When raw data from production or SaaS apps arrives in a cloud warehouse for analysis, it's not in a usable state. Analytics engineers need to prepare, clean, join, and transform the data to match business needs. These needs could include visualizing data for a sales forecast, feeding data into a machine learning model, or preparing operational analytics with infrastructure data. The analytics engineering workflow covers all the steps from raw data extraction to data modeling and end uses like reporting or data science.

Today, over 16,000 companies use dbt. dbt has become a foundational technology for the analytics engineering workflow, which is very similar to the DevOps workflow. dbt applies software engineering principles to working with data. To "productionize" data, engineers develop, test, and integrate it—and then also provide observability and alerting once it's in production. All of this functionality is included in dbt Cloud, the commercial version of dbt.

Julia Schottenstein heads Product at dbt Labs. In this episode, Julia walks us through the evolution of dbt from a tool for data teams at start-ups to enterprise deployments where sometimes thousands of analytics engineers collaborate through dbt. We cover all aspects of the modern data stack—cloud warehouses, ETL, data pipelines, and orchestration—with an outlook on the wider use of data in the enterprise by both humans and applications:

  • dbt's semantic layer, which assigns definitions (e.g., revenue, customer, churn) to a specific metric

    The semantic layer in dbt contains the definitions for each metric, ensuring consistency and flexibility—users can slice and dice a metric along any dimension. Metrics are computed at the time of a query rather than pointing to an already materialized view.

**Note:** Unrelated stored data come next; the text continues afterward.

// This Source Code Form is subject to the terms of the Mozilla Public
// License, v. 2.0. If a copy of the MPL was not distributed with this
// file, You can obtain one at https://mozilla.org/MPL/2.0/.

use std::collections::HashSet;
use std::path::{Path, PathBuf};

use chrono::{DateTime, Duration, Utc};
use url::Url;

use crate::archive;
use crate::deleted::{self, quarantine_dir};
use crate::episode::{cleanup_partial_files, download_enclosure, generate_filename};
use crate::error::{FeedError, SyncError};
use crate::feed::{
    Episode, fetch_feed_bytes, file_path_to_url, is_url, parse_feed, parse_pub_date,
    read_feed_file,
};
use crate::hash::hash_file;
use crate::http::{HttpClient, RemoteInfo, probe_remote};
use crate::output::{FeedBuilder, OUTPUT_FEED_FILENAME};
use crate::progress::{DownloadKind, Reporter, SyncEvent};
use crate::sidecar::Sidecar;
use crate::snapshot;
use crate::store::{EpisodeRecord, EpisodeStore, VersionKind};

/// Per-feed sync settings
#[derive(Debug, Clone, Default)]
pub struct SyncOptions {
    /// Cap on successful downloads per run: negative disables downloading
    /// entirely, zero means unlimited
    pub max_downloads: i64,
    /// Only download entries published within this many days; zero disables
    /// the filter
    pub days_to_download: i64,
    /// Public base URL the rewritten feed points enclosures at
    pub base_url: String,
}

/// Counters from one feed's completed sync run
#[derive(Debug, Clone, Copy)]
pub struct SyncResult {
    pub total_entries: usize,
    pub downloads_count: usize,
    pub skipped_old_count: usize,
}

/// What processing one feed entry yielded: its stable filename and whether
/// the file is available in local storage afterwards
struct ProcessedEntry {
    filename: String,
    available: bool,
}

/// Drives the per-entry decision procedure against the record store.
///
/// Entries are handled strictly in feed order; the engine holds the mutable
/// store borrow for the duration of a run.
struct SyncEngine<'a, C: HttpClient> {
    client: &'a C,
    store: &'a mut EpisodeStore,
    storage_dir: PathBuf,
    deleted_dir: PathBuf,
    max_downloads: i64,
    cutoff: Option<DateTime<Utc>>,
    downloads_count: usize,
    skipped_old_count: usize,
    reporter: &'a dyn Reporter,
}
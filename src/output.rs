use std::fs::File;
use std::path::Path;

use crate::error::{FeedError, MetadataError, SyncError};
use crate::feed::Episode;
use crate::snapshot;

/// Name of the rewritten feed written into the storage directory
pub const OUTPUT_FEED_FILENAME: &str = "archival_backup.xml";

/// Title prefix for items whose file is not available locally
const NOT_BACKED_UP_PREFIX: &str = "NOT BACKED UP: ";

/// Title prefix for quarantined items re-appended from their snapshot
const DELETED_UPSTREAM_PREFIX: &str = "DELETED UPSTREAM: ";

/// Builds the rewritten feed: the source channel with enclosure URLs pointed
/// at the local mirror, plus quarantined episodes re-appended from their
/// snapshots.
pub struct FeedBuilder {
    channel: rss::Channel,
    base_url: String,
    extra_items: Vec<rss::Item>,
}

impl FeedBuilder {
    /// Parse the source feed bytes and prepare the channel for rewriting
    pub fn new(xml_bytes: &[u8], base_url: &str) -> Result<Self, FeedError> {
        let mut channel = rss::Channel::read_from(xml_bytes)?;

        let description = format!("{} podcast-backup", channel.title());
        channel.set_description(description);

        Ok(Self {
            channel,
            base_url: base_url.trim_end_matches('/').to_string(),
            extra_items: Vec::new(),
        })
    }

    /// Point a processed entry's enclosure at the local copy.
    ///
    /// Items without a local file keep their entry but get a warning title
    /// prefix, so subscribers can tell the mirror is incomplete.
    pub fn rewrite_entry(&mut self, entry: &Episode, filename: &str, downloaded: bool) {
        let Some(original_url) = entry.identifier() else {
            return;
        };
        let local_url = format!("{}/{}", self.base_url, filename);

        for item in self.channel.items_mut() {
            let matched = item.enclosure().is_some_and(|e| e.url() == original_url);
            if !matched {
                continue;
            }

            if let Some(enclosure) = item.enclosure() {
                let mut enclosure = enclosure.clone();
                enclosure.set_url(local_url.clone());
                item.set_enclosure(enclosure);
            }

            if !downloaded {
                let title = item.title().unwrap_or(&entry.title).to_string();
                item.set_title(format!("{NOT_BACKED_UP_PREFIX}{title}"));
            }
            break;
        }
    }

    /// Re-append a quarantined episode from its snapshot, with its enclosure
    /// pointing at the quarantine path.
    ///
    /// Returns false when no snapshot exists in either location; the episode
    /// then stays absent from the output feed.
    pub fn append_deleted(
        &mut self,
        storage_dir: &Path,
        deleted_dir: &Path,
        filename: &str,
    ) -> Result<bool, MetadataError> {
        let item = match snapshot::read_snapshot(storage_dir, filename)? {
            Some(item) => Some(item),
            None => snapshot::read_snapshot(deleted_dir, filename)?,
        };
        let Some(mut item) = item else {
            return Ok(false);
        };

        if let Some(title) = item.title() {
            let title = title.to_string();
            item.set_title(format!("{DELETED_UPSTREAM_PREFIX}{title}"));
        }

        if let Some(enclosure) = item.enclosure() {
            let mut enclosure = enclosure.clone();
            enclosure.set_url(format!("{}/deleted/{}", self.base_url, filename));
            item.set_enclosure(enclosure);
        }

        self.extra_items.push(item);
        Ok(true)
    }

    /// Write the rewritten feed to disk with human-readable formatting
    pub fn save(mut self, path: &Path) -> Result<(), SyncError> {
        if !self.extra_items.is_empty() {
            let mut items = self.channel.items().to_vec();
            items.append(&mut self.extra_items);
            self.channel.set_items(items);
        }

        let file = File::create(path).map_err(|e| SyncError::Io {
            path: path.to_path_buf(),
            source: e,
        })?;

        self.channel
            .pretty_write_to(file, b' ', 2)
            .map(|_| ())
            .map_err(|e| SyncError::OutputWriteFailed {
                path: path.to_path_buf(),
                source: e,
            })
    }
}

  • Continuous integration and deployment (CI/CD) for data

    Building data pipelines is expensive, and data transformation can take a long time with large data sets and complex queries. dbt Cloud ships a purpose-built CI tool that builds the absolute minimum set of code and data to test changes.

  • How dbt works, with its direct acyclic graph (DAG)

    The DAG is a visual representation of data models and the connections in-between them. dbt started out with SQL to run all transformations, but is now also inviting other languages such as Python.